Weld metals have been produced by a variety of welding methods to obtain yield strength up to or above 1000 MPa, but its toughness generally needs to be carefully handled. Proper microstructure is the key to achieve optimal combination of strength and toughness, and the final microstructure depends on the chemical composition and cooling rate [3]. Some studies on the influence of heat input and alloying elements on the mechanical properties of high-strength weld metal have been conducted in the past few decades, and results indicated that the optimum range of cooling time from 800 to 500 °C is about 3–13 s [4,5,6,7]. In this range, a fine mixed structure of bainite and martensite was obtained, which predominantly contributed to good strength and toughness.

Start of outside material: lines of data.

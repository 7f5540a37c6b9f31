//! TransportPublisher-Varianten
//!
//! RadioPublisher: best effort, kein Retry.
//! BrokerPublisher: genau ein Reconnect + ein Retry nach dem ersten
//! Fehlschlag, danach wird die Message verworfen (kein Queuing).

use crate::traits::{BrokerLink, RadioLink, TransportPublisher};
use crate::types::{Message, TransportError};

/// Obergrenze an Publish-Versuchen pro Message beim Broker
/// (initialer Versuch + genau ein Retry nach Reconnect)
pub const MAX_PUBLISH_ATTEMPTS: u8 = 2;

/// Publisher für den Packet-Radio-Link (LoRa)
///
/// Ein Fehlschlag wird gemeldet und die Message verworfen -
/// der Funk-Link kennt kein Acknowledgment.
pub struct RadioPublisher<R: RadioLink> {
    link: R,
}

impl<R: RadioLink> RadioPublisher<R> {
    pub fn new(link: R) -> Self {
        Self { link }
    }

    pub fn link_ref(&self) -> &R {
        &self.link
    }
}

impl<R: RadioLink> TransportPublisher for RadioPublisher<R> {
    fn name(&self) -> &'static str {
        "LoRa"
    }

    async fn publish(&mut self, message: &Message) -> Result<(), TransportError> {
        self.link.send(message.as_bytes()).await
    }
}

/// Publisher für die Broker-Verbindung (MQTT)
///
/// Retry-Policy: schlägt der erste Publish fehl, wird genau einmal
/// reconnected und genau einmal dieselbe Message erneut versucht.
/// Schlägt auch das fehl, wird der Fehler gemeldet und die Message
/// verworfen - keine weiteren Versuche, kein Nachliefern.
pub struct BrokerPublisher<B: BrokerLink> {
    link: B,
}

impl<B: BrokerLink> BrokerPublisher<B> {
    pub fn new(link: B) -> Self {
        Self { link }
    }

    pub fn link_ref(&self) -> &B {
        &self.link
    }
}

impl<B: BrokerLink> TransportPublisher for BrokerPublisher<B> {
    fn name(&self) -> &'static str {
        "MQTT"
    }

    async fn publish(&mut self, message: &Message) -> Result<(), TransportError> {
        match self.link.publish(message.as_bytes()).await {
            Ok(()) => Ok(()),
            Err(_first) => {
                // Ein Reconnect, dann ein Retry derselben Message.
                // Schlägt schon der Reconnect fehl, gibt es keinen
                // zweiten Publish-Versuch.
                self.link.connect().await?;
                self.link.publish(message.as_bytes()).await
            }
        }
    }
}
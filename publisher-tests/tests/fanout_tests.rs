//! Host-Tests für den Fan-out: Failure-Isolation und Dispatch
//!
//! Die Mocks implementieren TransportPublisher direkt und protokollieren
//! jede empfangene Message über ein geteiltes Handle.

use std::cell::RefCell;
use std::rc::Rc;

use embassy_futures::block_on;
use publisher_core::{
    Fanout, Message, PublishRequest, TransportError, TransportPublisher,
};

// ============================================================================
// Mock TransportPublisher
// ============================================================================

type MessageLog = Rc<RefCell<Vec<String>>>;

struct MockPublisher {
    name: &'static str,
    log: MessageLog,
    fail_all: bool,
}

impl MockPublisher {
    fn new(name: &'static str) -> (Self, MessageLog) {
        let log: MessageLog = Rc::new(RefCell::new(Vec::new()));
        (
            Self {
                name,
                log: log.clone(),
                fail_all: false,
            },
            log,
        )
    }

    fn failing(name: &'static str) -> (Self, MessageLog) {
        let (mut publisher, log) = Self::new(name);
        publisher.fail_all = true;
        (publisher, log)
    }
}

impl TransportPublisher for MockPublisher {
    fn name(&self) -> &'static str {
        self.name
    }

    async fn publish(&mut self, message: &Message) -> Result<(), TransportError> {
        self.log.borrow_mut().push(message.as_str().to_string());
        if self.fail_all {
            return Err(TransportError::SendFailed);
        }
        Ok(())
    }
}

// ============================================================================
// Tests: publish_all
// ============================================================================

#[test]
fn test_publish_all_reaches_both_transports() {
    let (radio, radio_log) = MockPublisher::new("LoRa");
    let (broker, broker_log) = MockPublisher::new("MQTT");
    let mut fanout = Fanout::new(radio, broker);

    let report = block_on(fanout.publish_all(&Message::new("LED turned ON")));

    assert!(report.all_ok());
    assert_eq!(radio_log.borrow().as_slice(), ["LED turned ON"]);
    assert_eq!(broker_log.borrow().as_slice(), ["LED turned ON"]);
}

#[test]
fn test_radio_failure_does_not_stop_broker() {
    let (radio, _radio_log) = MockPublisher::failing("LoRa");
    let (broker, broker_log) = MockPublisher::new("MQTT");
    let mut fanout = Fanout::new(radio, broker);

    let report = block_on(fanout.publish_all(&Message::new("hello")));

    assert_eq!(report.radio, Err(TransportError::SendFailed));
    assert_eq!(report.broker, Ok(()));
    // Der Broker hat dieselbe Message trotzdem bekommen
    assert_eq!(broker_log.borrow().as_slice(), ["hello"]);
}

#[test]
fn test_broker_failure_does_not_hide_radio_delivery() {
    let (radio, radio_log) = MockPublisher::new("LoRa");
    let (broker, _broker_log) = MockPublisher::failing("MQTT");
    let mut fanout = Fanout::new(radio, broker);

    let report = block_on(fanout.publish_all(&Message::new("hello")));

    assert_eq!(report.radio, Ok(()));
    assert_eq!(report.broker, Err(TransportError::SendFailed));
    assert_eq!(radio_log.borrow().as_slice(), ["hello"]);
}

#[test]
fn test_publish_all_returns_after_both_attempts_even_if_both_fail() {
    let (radio, radio_log) = MockPublisher::failing("LoRa");
    let (broker, broker_log) = MockPublisher::failing("MQTT");
    let mut fanout = Fanout::new(radio, broker);

    let report = block_on(fanout.publish_all(&Message::new("x")));

    assert!(!report.all_ok());
    assert_eq!(radio_log.borrow().len(), 1);
    assert_eq!(broker_log.borrow().len(), 1);
}

// ============================================================================
// Tests: dispatch (gezielte Einzel-Transporte)
// ============================================================================

#[test]
fn test_dispatch_radio_only_bypasses_broker() {
    let (radio, radio_log) = MockPublisher::new("LoRa");
    let (broker, broker_log) = MockPublisher::new("MQTT");
    let mut fanout = Fanout::new(radio, broker);

    let request = PublishRequest::radio(Message::new("Message from HTTP"));
    let report = block_on(fanout.dispatch(&request));

    assert!(report.all_ok());
    assert_eq!(radio_log.borrow().as_slice(), ["Message from HTTP"]);
    assert!(broker_log.borrow().is_empty());
}

#[test]
fn test_dispatch_broker_only_bypasses_radio() {
    let (radio, radio_log) = MockPublisher::new("LoRa");
    let (broker, broker_log) = MockPublisher::new("MQTT");
    let mut fanout = Fanout::new(radio, broker);

    let request = PublishRequest::broker(Message::new("Message from HTTP"));
    block_on(fanout.dispatch(&request));

    assert!(radio_log.borrow().is_empty());
    assert_eq!(broker_log.borrow().as_slice(), ["Message from HTTP"]);
}

#[test]
fn test_dispatch_all_equals_publish_all() {
    let (radio, radio_log) = MockPublisher::new("LoRa");
    let (broker, broker_log) = MockPublisher::new("MQTT");
    let mut fanout = Fanout::new(radio, broker);

    let request = PublishRequest::all(Message::new("Message from HTTP"));
    block_on(fanout.dispatch(&request));

    assert_eq!(radio_log.borrow().as_slice(), ["Message from HTTP"]);
    assert_eq!(broker_log.borrow().as_slice(), ["Message from HTTP"]);
}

The composition of deposited metal produced by gas metal arc welding (GMAW) depends on the welding wire and shielding gas. The cooling rate of weld metal is controlled by a combination of heat input and extraction. Controlling the microstructure of weld metal and raising the welding productivity are critical factors for the development of weld metal of high-strength steel to obtain ideal mechanical properties and to reduce production costs [8]. The microstructures of these weld metals are generally a mixture of ferrite, bainite, martensite and retained austenite [6]. However, the microstructure suitable for weld metals with yield strength over 690 MPa has been the subject of much discussion, and these results indicated that microstructures can be classified into three groups: acicular ferrite with small amounts of bainite [6, 9], a mixture of acicular ferrite and martensite [6, 10, 11] and a mixture of bainite and martensite [12,13,14,15]. Lord [16] developed a series of welding wires with yield strength over 800 MPa, and the main structure is the mixture of bainite and martensite. Previous study has shown that carbon could stabilize austenite to lower transformation temperatures of high-strength weld metal and lead to higher martensite constituent in microstructure [17].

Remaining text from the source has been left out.